RE: walsender performance regression due to logical decoding on standby changes

From: "Zhijie Hou (Fujitsu)" <houzj(dot)fnst(at)fujitsu(dot)com>
To: Andres Freund <andres(at)anarazel(dot)de>
Cc: "bharath(dot)rupireddyforpostgres(at)gmail(dot)com" <bharath(dot)rupireddyforpostgres(at)gmail(dot)com>, "sawada(dot)mshk(at)gmail(dot)com" <sawada(dot)mshk(at)gmail(dot)com>, "thomas(dot)munro(at)gmail(dot)com" <thomas(dot)munro(at)gmail(dot)com>, "bertranddrouvot(dot)pg(at)gmail(dot)com" <bertranddrouvot(dot)pg(at)gmail(dot)com>, "pgsql-hackers(at)postgresql(dot)org" <pgsql-hackers(at)postgresql(dot)org>, "pgsql(at)j-davis(dot)com" <pgsql(at)j-davis(dot)com>, "amit(dot)kapila16(at)gmail(dot)com" <amit(dot)kapila16(at)gmail(dot)com>, "robertmhaas(at)gmail(dot)com" <robertmhaas(at)gmail(dot)com>, Kyotaro Horiguchi <horikyota(dot)ntt(at)gmail(dot)com>
Subject: RE: walsender performance regression due to logical decoding on standby changes
Date: 2023-05-24 05:53:51
Message-ID: OS0PR01MB57164219C1D38CB3E0D8ACE094419@OS0PR01MB5716.jpnprd01.prod.outlook.com
Views: Raw Message | Whole Thread | Download mbox | Resend email
Thread:
Lists: pgsql-hackers

On Tuesday, May 23, 2023 1:53 AM Andres Freund <andres(at)anarazel(dot)de> wrote:
> On 2023-05-22 12:15:07 +0000, Zhijie Hou (Fujitsu) wrote:
> > About "a backend doing logical decoding", do you mean the case when a
> user
> > start a backend and invoke pg_logical_slot_get_changes() to do the logical
> > decoding ? If so, it seems the logical decoding in a backend won't be waked
> up
> > by startup process because the backend won't be registered as a walsender
> so
> > the backend won't be found in WalSndWakeup().
>
> I meant logical decoding happening inside a walsender instance.
>
>
> > Or do you mean the deadlock between the real logical walsender and startup
> > process ? (I might miss something) I think the logical decoding doesn't lock
> > the target user relation when decoding because it normally can get the
> needed
> > information from WAL.
>
> It does lock catalog tables briefly.
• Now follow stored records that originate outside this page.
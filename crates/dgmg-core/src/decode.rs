//! Unfolding raw traces into the decision steps the generator replays.
//!
//! The generator only has three learned decisions: add a node (or stop), add
//! an edge (or stop), and pick a destination. Everything else in a trace is a
//! structural label without a learned distribution. [`TraceDecoder::decode`]
//! turns a raw [`ActionTrace`] into a flat list of [`Step`]s:
//!
//! ```text
//! (0,0) (1,0)  (6,4)         (0,1)
//!   |     |      |             |
//! Node  Activity Edge(Stop)   Node
//! ```
//!
//! A joint action `j` with `stride = #edge_types * #directions` stops when
//! `j == stride * num_nodes`; otherwise it unfolds to an `Edge(Add)`, a
//! `Destination(j / stride)`, a relation label `j % #edge_types` and a
//! direction label `(j % stride) / #edge_types`.

use crate::action::{Action, ActionTrace, EdgeDirection};
use crate::error::{Error, Result};
use crate::graph::NodeId;
use crate::metagraph::Metagraph;
use serde::{Deserialize, Serialize};

/// Names behind the integer values of a trace.
#[derive(Debug, Clone, PartialEq, Eq, Serialize, Deserialize)]
pub struct TraceVocabulary {
    /// Node types, by trace position.
    pub node_types: Vec<String>,
    /// Relation names, by trace position.
    pub edge_types: Vec<String>,
    /// Direction names; only the count matters for joint decoding.
    pub edge_directions: Vec<String>,
    /// Activity labels of event nodes.
    pub activity_labels: Vec<String>,
    /// Entity types a link can be correlated through.
    pub correlation_attributes: Vec<String>,
}

/// Add-node decision, in the index space of the node decision layer.
#[derive(Debug, Clone, Copy, PartialEq, Eq, Hash)]
pub enum NodeDecision {
    Stop,
    /// 1-based metagraph node type index.
    Add(usize),
}

impl NodeDecision {
    /// Index into the `#node_types + 1` logits; `0` is stop.
    pub fn action(&self) -> usize {
        match *self {
            NodeDecision::Stop => 0,
            NodeDecision::Add(index) => index,
        }
    }
}

/// Add-edge decision.
#[derive(Debug, Clone, Copy, PartialEq, Eq, Hash)]
pub enum EdgeDecision {
    Add,
    Stop,
}

impl EdgeDecision {
    /// Bernoulli action value: `0` adds an edge, `1` stops.
    pub fn action(&self) -> u8 {
        match self {
            EdgeDecision::Add => 0,
            EdgeDecision::Stop => 1,
        }
    }
}

/// A learned decision.
#[derive(Debug, Clone, Copy, PartialEq, Eq, Hash)]
pub enum Decision {
    Node(NodeDecision),
    Edge(EdgeDecision),
    Destination(NodeId),
}

/// A label applied to the graph without a learned distribution.
#[derive(Debug, Clone, PartialEq, Eq, Hash)]
pub enum Annotation {
    /// Activity of the most recently added node.
    Activity(String),
    /// Relation of the most recent link.
    Relation(String),
    /// Direction of the most recent link.
    Direction(EdgeDirection),
    /// Correlation entity type of the most recent link.
    Correlation(String),
}

/// One replayable step.
#[derive(Debug, Clone, PartialEq, Eq, Hash)]
pub enum Step {
    Decide(Decision),
    Annotate(Annotation),
}

/// Decodes raw traces against a vocabulary and a metagraph.
#[derive(Debug, Clone)]
pub struct TraceDecoder {
    vocab: TraceVocabulary,
    /// Metagraph index for each trace node type position.
    node_index: Vec<usize>,
}

impl TraceDecoder {
    /// Create a decoder; every vocabulary node type must exist in the metagraph.
    pub fn new(vocab: TraceVocabulary, metagraph: &Metagraph) -> Result<Self> {
        let node_index = vocab
            .node_types
            .iter()
            .map(|name| {
                metagraph
                    .ntype_index(name)
                    .ok_or_else(|| Error::NodeTypeNotFound(name.clone()))
            })
            .collect::<Result<Vec<_>>>()?;
        Ok(Self { vocab, node_index })
    }

    /// The vocabulary this decoder resolves names from.
    pub fn vocabulary(&self) -> &TraceVocabulary {
        &self.vocab
    }

    /// Width of one destination block of a joint action.
    pub fn joint_stride(&self) -> usize {
        self.vocab.edge_types.len() * self.vocab.edge_directions.len()
    }

    /// Unfold a trace into steps.
    pub fn decode(&self, trace: &ActionTrace) -> Result<Vec<Step>> {
        let mut steps = Vec::with_capacity(trace.len() * 2);
        let mut num_nodes = 0usize;
        let mut pending_relation: Option<String> = None;

        for (position, &action) in trace.actions.iter().enumerate() {
            let invalid = |reason: &str| Error::InvalidAction {
                kind: action.kind(),
                value: action.value(),
                position,
                reason: reason.to_string(),
            };

            match action {
                Action::AddNode(j) => {
                    let n = self.node_index.len();
                    let decision = if j == n {
                        NodeDecision::Stop
                    } else if j < n {
                        num_nodes += 1;
                        NodeDecision::Add(self.node_index[j])
                    } else {
                        return Err(invalid("node type out of range"));
                    };
                    steps.push(Step::Decide(Decision::Node(decision)));
                }
                Action::Activity(j) => {
                    if num_nodes == 0 {
                        return Err(invalid("activity before any node"));
                    }
                    let label = self
                        .vocab
                        .activity_labels
                        .get(j)
                        .ok_or_else(|| invalid("activity label out of range"))?;
                    steps.push(Step::Annotate(Annotation::Activity(label.clone())));
                }
                Action::AddEdge(j) => {
                    let e = self.vocab.edge_types.len();
                    if j == e {
                        steps.push(Step::Decide(Decision::Edge(EdgeDecision::Stop)));
                    } else if j < e {
                        pending_relation = Some(self.vocab.edge_types[j].clone());
                        steps.push(Step::Decide(Decision::Edge(EdgeDecision::Add)));
                    } else {
                        return Err(invalid("edge type out of range"));
                    }
                }
                Action::Destination(dest) => {
                    if dest + 1 >= num_nodes {
                        return Err(invalid("destination must precede the newest node"));
                    }
                    steps.push(Step::Decide(Decision::Destination(dest)));
                    if let Some(relation) = pending_relation.take() {
                        steps.push(Step::Annotate(Annotation::Relation(relation)));
                    }
                }
                Action::Direction(j) => {
                    let direction =
                        EdgeDirection::from_index(j).ok_or_else(|| invalid("unknown direction"))?;
                    steps.push(Step::Annotate(Annotation::Direction(direction)));
                }
                Action::Correlation(j) => {
                    let entity = self
                        .vocab
                        .correlation_attributes
                        .get(j)
                        .ok_or_else(|| invalid("correlation attribute out of range"))?;
                    steps.push(Step::Annotate(Annotation::Correlation(entity.clone())));
                }
                Action::Joint(j) => {
                    let stride = self.joint_stride();
                    if stride == 0 {
                        return Err(invalid("vocabulary has no edge types or directions"));
                    }
                    if num_nodes == 0 {
                        return Err(invalid("edge decision before any node"));
                    }
                    if j == stride * num_nodes {
                        steps.push(Step::Decide(Decision::Edge(EdgeDecision::Stop)));
                        continue;
                    }
                    let dest = j / stride;
                    if dest + 1 >= num_nodes {
                        return Err(invalid("destination must precede the newest node"));
                    }
                    let e = self.vocab.edge_types.len();
                    let relation = self.vocab.edge_types[j % e].clone();
                    let direction = EdgeDirection::from_index((j % stride) / e)
                        .ok_or_else(|| invalid("unknown direction"))?;

                    steps.push(Step::Decide(Decision::Edge(EdgeDecision::Add)));
                    steps.push(Step::Decide(Decision::Destination(dest)));
                    steps.push(Step::Annotate(Annotation::Relation(relation)));
                    steps.push(Step::Annotate(Annotation::Direction(direction)));
                }
            }
        }

        Ok(steps)
    }
}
There's no guarantee that such locks are
> released immediately. I forgot the details, but IIRC there's some outfuncs
> (enum?) that intentionally delay releasing locks till transaction commit.

Thanks for the explanation !

I understand that the startup process can take lock on the catalog(when
replaying record) which may conflict with the lock in walsender.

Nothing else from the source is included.